As artists, we have to be cautious not to spread ourselves out too thinly.
We risk loss of content if we try to do too much. When you spill a glass of milk, it sort of just goes everywhere and lacks depth and dimensionality.
Sure, it is good practice to constantly challenge yourself and try new things, but when the new things start taking time away from your work, then you have to step back and analyze where to trim the fat.
Like the milk analogy, I was spilled everywhere, spread too thinly to provide anything substantial.
That is how I feel about my work, and about how differently from my plans 2014 turned out.
Sometime between Christmas and the New Year, in the time spent with my family, some of whom I see once or twice a year, my mind had enough time to wander and feel the old familiarities of setting my own schedule, pouring heart and soul into a tactile and promising painting, times I felt more rewarded for the hard work and love I put into a thing.
Since taking on a volunteer opportunity last April with a local artists organization (which crept over and consumed me like an amoeba of excitement), I have sidelined my own business plans, lost contact with potential clients, missed deadlines of ongoing projects, and finished only 2 very small paintings. On top of that, I was so busy rushing off here, planning a class there, and fixing or updating the website, that the apartment transformed into a place not very pleasing or conducive to productivity, which is a huge problem, because our 1 bedroom apartment has to fulfill many functions despite it’s generous-yet-limited space.
I am not shifting blame. I appreciate every ounce of experience I gained, and supportive, loyal trust that I never would have gotten the chance to access elsewhere.
I could have said “no,” or stayed aloof and allowed myself only very minimal involvement. I know my faults and the role they played in how I ended up in this frame of mind.
In the time that has passed, I have learned many things about instruction, planning classes and workshops, how to run a program, how not to run a program, what board meetings are all about and why you should avoid them if possible, what artists can achieve when they get along, how an organization can suffer and stagnate when they butt heads all the time, and when to just say, “no.”
Oh dear, I do not mean to complain so much. It is a really great program for the community and for the organization. The experience I’ve gained has been invaluable. To instruct workshops and classes was something I always wanted to try, had no prior experience in doing so, and was embraced and encouraged by the board members, who are all passionately dedicated to the arts and the organization.
The thing is though, this particular organization, like so many others, is in dire need of volunteer help.
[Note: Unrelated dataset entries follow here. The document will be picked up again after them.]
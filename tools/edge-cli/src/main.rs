//! Edge cache CLI - Inspect keys, markers and fragment resolution.
//!
//! Commands:
//! - `edge-cache key` - Print the concrete key of a fragment
//! - `edge-cache encode` - Build a placeholder marker
//! - `edge-cache decode` - Decode a placeholder marker
//! - `edge-cache resolve` - Resolve a fragment from a fixture of writes
//! - `edge-cache config` - Show configuration

mod commands;
mod config;
mod context;
mod output;

use anyhow::Result;
use clap::{Parser, Subcommand};
use edge_observability::LogLevel;

use commands::{ConfigArgs, DecodeArgs, EncodeArgs, KeyArgs, ResolveArgs};

/// Exit code reported when a resolved fragment is a miss.
pub const EXIT_MISS: i32 = 2;

/// Edge cache CLI - Work with cached fragments and placeholder markers
#[derive(Parser)]
#[command(name = "edge-cache")]
#[command(author, version, about, long_about = None)]
#[command(propagate_version = true)]
struct Cli {
    /// Enable verbose output
    #[arg(short, long, global = true)]
    verbose: bool,

    /// Use JSON output format
    #[arg(long, global = true)]
    json: bool,

    /// Config file path
    #[arg(short, long, global = true)]
    config: Option<String>,

    #[command(subcommand)]
    command: Commands,
}

#[derive(Subcommand)]
enum Commands {
    /// Print the concrete cache key of a fragment
    Key(KeyArgs),

    /// Encode a fragment context as a placeholder marker
    Encode(EncodeArgs),

    /// Decode a placeholder marker or payload
    Decode(DecodeArgs),

    /// Replay a fixture of writes and resolve a fragment
    Resolve(ResolveArgs),

    /// Manage configuration
    Config(ConfigArgs),
}

#[tokio::main]
async fn main() -> Result<()> {
    let cli = Cli::parse();

    let output = output::Output::new(cli.verbose, cli.json);
    let ctx = context::Context::load(cli.config.as_deref(), output)?;

    let mut logging = ctx.config.logging.clone();
    if cli.verbose {
        logging.level = LogLevel::Debug;
    }
    if let Err(e) = edge_observability::init(&logging) {
        ctx.output.warn(&e.to_string());
    }

    let result = match cli.command {
        Commands::Key(args) => commands::key::run(args, &ctx).await,
        Commands::Encode(args) => commands::encode::run(args, &ctx).await,
        Commands::Decode(args) => commands::decode::run(args, &ctx).await,
        Commands::Resolve(args) => commands::resolve::run(args, &ctx).await,
        Commands::Config(args) => commands::config::run(args, &ctx).await,
    };

    match result {
        Ok(commands::Outcome::Done) => Ok(()),
        Ok(commands::Outcome::Miss) => std::process::exit(EXIT_MISS),
        Err(e) => {
            ctx.output.error(&format!("{:#}", e));
            std::process::exit(1);
        }
    }
}
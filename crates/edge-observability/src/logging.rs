//! Structured logging setup.

use std::fmt;

use serde::{Deserialize, Serialize};
use tracing_subscriber::filter::LevelFilter;
use tracing_subscriber::layer::{Layer, SubscriberExt};
use tracing_subscriber::util::SubscriberInitExt;
use tracing_subscriber::{fmt as tracing_fmt, EnvFilter};

/// Errors raised while configuring observability.
#[derive(Debug, thiserror::Error)]
pub enum ObservabilityError {
    /// A global subscriber is already installed.
    #[error("failed to install tracing subscriber: {0}")]
    Subscriber(String),
}

/// Log level for structured logs.
#[derive(Debug, Clone, Copy, PartialEq, Eq, PartialOrd, Ord, Default, Serialize, Deserialize)]
#[serde(rename_all = "lowercase")]
pub enum LogLevel {
    Trace,
    Debug,
    #[default]
    Info,
    Warn,
    Error,
}

impl fmt::Display for LogLevel {
    fn fmt(&self, f: &mut fmt::Formatter<'_>) -> fmt::Result {
        match self {
            Self::Trace => write!(f, "TRACE"),
            Self::Debug => write!(f, "DEBUG"),
            Self::Info => write!(f, "INFO"),
            Self::Warn => write!(f, "WARN"),
            Self::Error => write!(f, "ERROR"),
        }
    }
}

impl From<LogLevel> for LevelFilter {
    fn from(level: LogLevel) -> Self {
        match level {
            LogLevel::Trace => LevelFilter::TRACE,
            LogLevel::Debug => LevelFilter::DEBUG,
            LogLevel::Info => LevelFilter::INFO,
            LogLevel::Warn => LevelFilter::WARN,
            LogLevel::Error => LevelFilter::ERROR,
        }
    }
}

/// Output format for logs.
#[derive(Debug, Clone, Copy, PartialEq, Eq, Default, Serialize, Deserialize)]
#[serde(rename_all = "lowercase")]
pub enum LogFormat {
    /// JSON format (for production/log aggregation).
    #[default]
    Json,
    /// Human-readable format (for development).
    Human,
}

/// Logging configuration.
#[derive(Debug, Clone, Default, PartialEq, Eq, Serialize, Deserialize)]
pub struct LoggingSettings {
    /// Minimum level, unless `RUST_LOG` says otherwise.
    #[serde(default)]
    pub level: LogLevel,
    /// Output format.
    #[serde(default)]
    pub format: LogFormat,
}

impl LoggingSettings {
    /// Set minimum log level.
    pub fn with_level(mut self, level: LogLevel) -> Self {
        self.level = level;
        self
    }

    /// Set output format.
    pub fn with_format(mut self, format: LogFormat) -> Self {
        self.format = format;
        self
    }
}

/// Install the global tracing subscriber.
///
/// Logs go to stderr. Calling this a second time fails rather than replacing
/// the installed subscriber.
pub fn init(settings: &LoggingSettings) -> Result<(), ObservabilityError> {
    let env_filter = EnvFilter::builder()
        .with_default_directive(LevelFilter::from(settings.level).into())
        .from_env_lossy();

    let fmt_layer = match settings.format {
        LogFormat::Json => tracing_fmt::layer()
            .json()
            .with_current_span(true)
            .with_target(true)
            .with_writer(std::io::stderr)
            .boxed(),
        LogFormat::Human => tracing_fmt::layer()
            .compact()
            .with_target(true)
            .with_writer(std::io::stderr)
            .boxed(),
    };

    tracing_subscriber::registry()
        .with(env_filter)
        .with(fmt_layer)
        .try_init()
        .map_err(|err| ObservabilityError::Subscriber(err.to_string()))
}

#[cfg(test)]
mod tests {
    use super::*;

    #[test]
    fn test_level_ordering_and_display() {
        assert!(LogLevel::Debug < LogLevel::Warn);
        assert_eq!(LogLevel::Warn.to_string(), "WARN");
        assert_eq!(LevelFilter::from(LogLevel::Trace), LevelFilter::TRACE);
    }

    #[test]
    fn test_settings_deserialize() {
        let settings: LoggingSettings =
            serde_json::from_str(r#"{"level":"debug","format":"human"}"#).unwrap();
        assert_eq!(settings.level, LogLevel::Debug);
        assert_eq!(settings.format, LogFormat::Human);

        let defaults: LoggingSettings = serde_json::from_str("{}").unwrap();
        assert_eq!(defaults, LoggingSettings::default());
    }

    #[test]
    fn test_second_init_fails() {
        let settings = LoggingSettings::default().with_format(LogFormat::Human);
        let _ = init(&settings);
        assert!(init(&settings).is_err());
    }
}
When I see something that needs fixing, and I know how to make it better, I do what I can within my power to help out. And it turns out, I was very capable of helping out with oh-so-many things.
But it’s not all bad. I’ve had some personal triumphs.
I went from being a shy, fearful prospective instructor in May of 2014, to attending board meetings and presenting on the program by August, and eventually to something resembling the near-soul-crushing-role of Program Coordinator by October. The important thing is, I felt pretty confident about it all.
I made a new schedule for myself, one which I am hoping I can adhere to.
There are only 7 days in the week, so I am only allowing myself to maintain 7 different activities on a day-to-day basis. Technically I have less, as one day is a designated personal day, and four days may or may not be used for the same 2 projects.
But, the important thing is, that for the sake of personal progress, I am throwing myself a metaphoric life preserver. I am cutting down immensely on my involvement with the above voluntary effort, so that I can get some consistency back in my life, and so that I can have the time to improve upon and build up a larger body of work, answer some calls for art, make some new gallery contacts, make better progress on my business plans than I did last year, and have something to really show for my time in the home studio.
Don’t worry, that unnamed voluntary program I’m involved with still gets at least one day of my time each week. I spent the past year pouring heart and soul into it, and at this point, it’s so well organized that I think one day per week is plenty to sustain its functionality.
Besides, maybe on that one day, I can be more assertive and start bugging the other members, most of whom are retired and have already had careers of their own, to try to recruit more help for the program.
All in all, 2014 was for me, a year poised in equilibrium between the strongly polarized feelings of apprehension and indulgence. I loved and hated everything equally, which was a new and interesting experience for me, but not one that I’d like to repeat.